Tuesday, April 22, 2008
Fed need give more leeway to PE to bail out banks
In the case of National City, this was accomplished in ways that would have been virtually impossible during the savings-and-loan crisis of the late 1980s and early 1990s. Not only were private-equity funds such as Kohlberg Kravis Roberts and Warburg Pincus examining the books, but hedge funds and mutual funds were "brought over the wall" and given access to National City's confidential records. Once "wallcrossed" as they say on Wall Street, these potential buyers were able to move very quickly to shore up National City's gaping capital hole. Would this breadth and speed been available in the last crisis?

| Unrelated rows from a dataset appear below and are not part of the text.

use anyhow::{Context, Result};
use colored::Colorize;
use std::io::{BufRead, Write};

use crate::options::schema::FIELDS;
use crate::options::ProjectOptions;

/// Ask for every field in schema order. An empty answer keeps the current value,
/// an unparseable one asks again.
pub fn prompt_options(
    options: &mut ProjectOptions,
    input: &mut impl BufRead,
    output: &mut impl Write,
) -> Result<()> {
    for spec in FIELDS {
        loop {
            let current = options.value(spec.name).unwrap_or_default();
            writeln!(output, "{} {}", spec.label.bold(), spec.help.dimmed())?;
            write!(output, "  [{}]: ", current)?;
            output.flush()?;

            let mut answer = String::new();
            let read = input
                .read_line(&mut answer)
                .context("Failed to read answer")?;
            let answer = answer.trim();
            // EOF keeps whatever is left at its current value
            if read == 0 || answer.is_empty() {
                break;
            }

            match options.set(spec.name, answer) {
                Ok(()) => break,
                Err(e) => writeln!(output, "  {} {}", "✗".red(), e)?,
            }
        }
    }
    Ok(())
}
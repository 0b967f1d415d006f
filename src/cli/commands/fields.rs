use anyhow::Result;
use colored::Colorize;

use crate::options::{ProjectOptions, FIELDS};

pub fn execute() -> Result<()> {
    let defaults = ProjectOptions::default();

    println!("\n{} Project options:\n", "📋".bold());
    for spec in FIELDS {
        println!(
            "  {} {} {}",
            spec.name.bright_green().bold(),
            format!("({})", spec.kind.as_str()).dimmed(),
            if spec.required { "" } else { "optional" }
        );
        println!("      {}", spec.label);
        println!("      {}", spec.help.dimmed());
        println!(
            "      default: {}",
            defaults.value(spec.name).unwrap_or_default().cyan()
        );
    }
    println!();
    Ok(())
}
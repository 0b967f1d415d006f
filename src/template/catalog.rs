/// One file of a new project: where it goes and what it contains
#[derive(Debug, Clone, Copy)]
pub struct Template {
    pub path: &'static str,
    pub body: &'static str,
}

const APPLICATION_ADMIN: &str = r#"from camelot.view.art import Icon
from camelot.admin.application_admin import ApplicationAdmin
from camelot.admin.section import Section

class MyApplicationAdmin(ApplicationAdmin):

    name = '{{name}}'
    application_url = '{{application_url}}'
    help_url = '{{help_url}}'
    author = '{{author}}'
    domain = '{{domain}}'

    def get_sections(self):
        from camelot.model.memento import Memento
        from camelot.model.authentication import Person, Organization
        from camelot.model.i18n import Translation
        return [ Section( 'relation',
                          self,
                          Icon('tango/22x22/apps/system-users.png'),
                          items = [Person, Organization]),
                 Section( 'configuration',
                          self,
                          Icon('tango/22x22/categories/preferences-system.png'),
                          items = [Memento, Translation])
                ]
"#;

const VIEWS_TEST: &str = r#"#
# Default unittests for a camelot application.  These unittests will create
# screenshots of all the views in the application.  Run them with this command :
#
# python -m nose.core -v -s {{module}}/test.py
#

import os

from camelot.test import EntityViewsTest

# screenshots will be put in this directory
static_images_path = os.path.join( os.path.dirname( __file__ ), 'images' )

class MyApplicationViewsTest( EntityViewsTest ):

    images_path = static_images_path
"#;

const MAIN: &str = r#"import logging
logging.basicConfig(level=logging.ERROR)
logger = logging.getLogger('main')

def start_application():
    from camelot.view.main import main
    from {{module}}.application_admin import MyApplicationAdmin
    main(MyApplicationAdmin())

if __name__ == '__main__':
    start_application()
"#;

const MODEL: &str = r#"from camelot.model import metadata

__metadata__ = metadata
"#;

const EXCLUDES: &str = r#"vtk*
test*
sphinx*

Lib\site-packages\cvxopt*
Lib\site-packages\IPython*
Lib\site-packages\logilab*
Lib\site-packages\nose*
Lib\site-packages\PIL*
Lib\site-packages\py2exe*
Lib\site-packages\pyflakes*
Lib\site-packages\pylint*
Lib\site-packages\pytz\zoneinfo\*
Lib\site-packages\rope*
Lib\site-packages\Sphinx*
Lib\site-packages\spyder*
Lib\site-packages\unittest*
Lib\site-packages\virtualenv*
Lib\site-packages\VTK*
Lib\site-packages\docutils*
Lib\site-packages\pyreadline*
"#;

const SETTINGS: &str = r#"import logging
import os

logger = logging.getLogger('settings')

# media root needs to be an absolute path for the file open functions
# to function correctly
CAMELOT_MEDIA_ROOT = os.path.join(os.path.dirname(__file__), 'media')

# backup root is the directory where the default backups are stored
CAMELOT_BACKUP_ROOT = os.path.join(os.path.dirname(__file__), 'backup')

# default extension for backup files
CAMELOT_BACKUP_EXTENSION = 'db'

# template used to create and find default backups
CAMELOT_BACKUP_FILENAME_TEMPLATE = 'default-backup-%(text)s.' + CAMELOT_BACKUP_EXTENSION


def ENGINE():
    """This function should return a connection to the database"""
    from sqlalchemy import create_engine
    return create_engine('sqlite:///model-data.sqlite')

def setup_model():
    """This function will be called at application startup, it is used to setup
    the model"""
    import camelot.model
    from elixir import setup_all
    import {{module}}.model
    setup_all(create_tables=True)
    from camelot.model.authentication import updateLastLogin
    updateLastLogin()
"#;

const SETUP: &str = r#"#
# Default setup file for a Camelot application
#
# To build a windows installer, execute this file with :
#
#     python setup.py egg_info bdist_cloud wininst_cloud
#
# Running from the Python SDK command line
#

import datetime
import logging

from setuptools import setup, find_packages

logging.basicConfig( level=logging.INFO )

setup(
    name = '{{name}}',
    version = '1.0',
    author = '{{author}}',
    url = '{{application_url}}',
    include_package_data = True,
    packages = find_packages(),
    py_modules = ['settings', 'main'],
    entry_points = {'gui_scripts':[
                     'main = main:start_application',
                    ],},
    options = {
        'bdist_cloud':{'revision':'0',
                       'branch':'master',
                       'update_before_launch':False,
                       'default_entry_point':('gui_scripts','main'),
                       'changes':[],
                       'timestamp':datetime.datetime.now(),
                       },
        'wininst_cloud':{ 'excludes':'excludes.txt'},
    },

  )
"#;

/// Files written for every new project, in the order they are written
pub const CATALOG: &[Template] = &[
    Template {
        path: "{{module}}/application_admin.py",
        body: APPLICATION_ADMIN,
    },
    Template {
        path: "__init__.py",
        body: "",
    },
    Template {
        path: "{{module}}/__init__.py",
        body: "",
    },
    Template {
        path: "{{module}}/test.py",
        body: VIEWS_TEST,
    },
    Template {
        path: "main.py",
        body: MAIN,
    },
    Template {
        path: "{{module}}/model.py",
        body: MODEL,
    },
    Template {
        path: "excludes.txt",
        body: EXCLUDES,
    },
    Template {
        path: "settings.py",
        body: SETTINGS,
    },
    Template {
        path: "setup.py",
        body: SETUP,
    },
];
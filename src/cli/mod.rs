//! Command Line Interface for the Lexis dictionary.

pub mod args;
pub mod commands;
pub mod output;

pub use args::*;
pub use commands::*;
pub use output::*;
//! Limits and runtime configuration.

use std::fs;
use std::path::{Path, PathBuf};

use anyhow::Context;
use serde::{Deserialize, Serialize};

use crate::error::{LexisError, Result};
use crate::tree::IndexKind;

/// Maximum word length in bytes, including the terminator slot of the
/// on-disk format. Stored keys are at most `MAX_WORD_LEN - 1` bytes.
pub const MAX_WORD_LEN: usize = 64;

/// Maximum definition length in bytes, including the terminator slot.
pub const MAX_MEANING_LEN: usize = 512;

/// Maximum part-of-speech tag length in bytes, including the terminator slot.
pub const MAX_POS_LEN: usize = 32;

/// Default number of autocomplete results.
pub const TOP_K_DEFAULT: usize = 10;

/// Ceiling for the number of autocomplete results.
pub const TOP_K_MAX: usize = 50;

/// Hard cap on prefix-search candidates collected before ranking.
pub const MAX_CANDIDATES: usize = 512;

/// Frequency assigned when no corpus count is known.
pub const FREQ_SCORE_DEFAULT: u32 = 1;

/// Ceiling applied to frequency scores read from a frequency file.
pub const FREQ_SCORE_MAX: u32 = 100_000;

/// Runtime configuration for a dictionary session and its CLI.
#[derive(Debug, Clone, PartialEq, Serialize, Deserialize)]
#[serde(default)]
pub struct LexisConfig {
    /// Number of autocomplete results when the caller does not ask for a count.
    pub default_top_k: usize,
    /// Upper bound applied to any requested result count.
    pub max_top_k: usize,
    /// Candidates collected per prefix search before ranking.
    pub max_candidates: usize,
    /// Index used for read operations.
    pub active_index: IndexKind,
    /// Word list loaded at startup.
    pub words_file: PathBuf,
    /// Optional `word,score` frequency file applied after loading.
    pub frequency_file: PathBuf,
    /// File the session is saved to.
    pub custom_words_file: PathBuf,
}

impl Default for LexisConfig {
    fn default() -> Self {
        LexisConfig {
            default_top_k: TOP_K_DEFAULT,
            max_top_k: TOP_K_MAX,
            max_candidates: MAX_CANDIDATES,
            active_index: IndexKind::Bst,
            words_file: PathBuf::from("data/words.txt"),
            frequency_file: PathBuf::from("data/word_freq.txt"),
            custom_words_file: PathBuf::from("data/custom_words.txt"),
        }
    }
}

impl LexisConfig {
    /// Load a configuration from a JSON file. Missing fields take their defaults.
    pub fn load<P: AsRef<Path>>(path: P) -> Result<Self> {
        let path = path.as_ref();
        let content = fs::read_to_string(path)
            .with_context(|| format!("cannot read config file {}", path.display()))?;
        let config: LexisConfig = serde_json::from_str(&content)?;
        config.validate()?;
        Ok(config)
    }

    /// Check that the limits are usable.
    pub fn validate(&self) -> Result<()> {
        if self.max_top_k == 0 {
            return Err(LexisError::config("max_top_k must be at least 1"));
        }
        if self.default_top_k == 0 || self.default_top_k > self.max_top_k {
            return Err(LexisError::config(format!(
                "default_top_k must be within 1..={}, got {}",
                self.max_top_k, self.default_top_k
            )));
        }
        if self.max_candidates < self.max_top_k {
            return Err(LexisError::config(format!(
                "max_candidates ({}) must not be smaller than max_top_k ({})",
                self.max_candidates, self.max_top_k
            )));
        }
        Ok(())
    }

    /// Clamp a requested result count into `1..=max_top_k`.
    /// `None` selects `default_top_k`.
    pub fn effective_top_k(&self, requested: Option<usize>) -> usize {
        requested
            .unwrap_or(self.default_top_k)
            .clamp(1, self.max_top_k)
    }
}

#[cfg(test)]
mod tests {
    use super::*;
    use std::io::Write;
    use tempfile::NamedTempFile;

    #[test]
    fn test_config_default() {
        let config = LexisConfig::default();
        assert_eq!(config.default_top_k, 10);
        assert_eq!(config.max_top_k, 50);
        assert_eq!(config.max_candidates, 512);
        assert_eq!(config.active_index, IndexKind::Bst);
        assert!(config.validate().is_ok());
    }

    #[test]
    fn test_effective_top_k() {
        let config = LexisConfig::default();
        assert_eq!(config.effective_top_k(None), 10);
        assert_eq!(config.effective_top_k(Some(0)), 1);
        assert_eq!(config.effective_top_k(Some(5)), 5);
        assert_eq!(config.effective_top_k(Some(500)), 50);
    }

    #[test]
    fn test_validate_rejects_bad_limits() {
        let config = LexisConfig {
            default_top_k: 80,
            ..Default::default()
        };
        assert!(matches!(config.validate(), Err(LexisError::Config(_))));

        let config = LexisConfig {
            max_candidates: 10,
            ..Default::default()
        };
        assert!(config.validate().is_err());
    }

    #[test]
    fn test_load_missing_file_names_the_path() {
        let dir = tempfile::TempDir::new().unwrap();
        let path = dir.path().join("absent.json");
        let error = LexisConfig::load(&path).unwrap_err();
        assert!(matches!(error, LexisError::Anyhow(_)));
        let message = error.to_string();
        assert!(message.contains("cannot read config file"), "{message}");
        assert!(message.contains("absent.json"), "{message}");
    }

    #[test]
    fn test_load_partial_json() {
        let mut file = NamedTempFile::new().unwrap();
        writeln!(file, r#"{{ "default_top_k": 5, "active_index": "avl" }}"#).unwrap();
        file.flush().unwrap();

        let config = LexisConfig::load(file.path()).unwrap();
        assert_eq!(config.default_top_k, 5);
        assert_eq!(config.active_index, IndexKind::Avl);
        assert_eq!(config.max_top_k, TOP_K_MAX);
    }
}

Absolutely not, say people involved in the NatCity deal. In these unsettling months of crisis, that should be some reason for hope. It shouldn't be blind hope. There's no guarantee that the capital will be there for the next round of infusions. Here the government might make a difference. The first step would be to give private-equity firms more leeway in exerting control over a bank investment. Today they're largely limited to 9.9% stakes. The second would be a more controversial change of the accounting rules for bank acquisitions. When a bank acquires another, it has to take an immediate write-down on the value of bad loans, as opposed to writing them down over time. That rule means that healthy banks acquiring bad banks have to come up with a huge chunk of new capital. That was the primary reason why the likes of KeyCorp and Fifth Third Bancorp steered way clear of National City last week. It was also why banks were begging the Fed for a backstop on National City's bad loans. Luckily, the Fed's mettle wasn't tested. But eventually it will be. And when it is, take comfort in an old European saying that has already been proven: Planned disasters never happen.